Task: In this exercise, each record below is to be written out again exactly.
Information supplied section start
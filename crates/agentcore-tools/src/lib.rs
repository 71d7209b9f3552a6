// Copyright (c) 2024-2026 Martin Schröder <info@swedishembedded.com>
//
// SPDX-License-Identifier: Apache-2.0
pub mod builtin;
pub mod executor;

pub use executor::{Executor, ToolImplementation};

pub use builtin::calculator::CalculatorTool;
pub use builtin::internet_search::InternetSearchTool;
pub use builtin::python_evaluator::PythonEvaluatorTool;
pub use builtin::wikipedia_lookup::WikipediaLookupTool;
Information supplied section end
Solution for this exercise:
filename crates/agentcore-tools/src/lib.rs
repository 71d7209b9f3552a6
// Copyright (c) 2024-2026 Martin Schröder <info@swedishembedded.com>
//
// SPDX-License-Identifier: Apache-2.0
pub mod builtin;
pub mod executor;

pub use executor::{Executor, ToolImplementation};

pub use builtin::calculator::CalculatorTool;
pub use builtin::internet_search::InternetSearchTool;
pub use builtin::python_evaluator::PythonEvaluatorTool;
pub use builtin::wikipedia_lookup::WikipediaLookupTool;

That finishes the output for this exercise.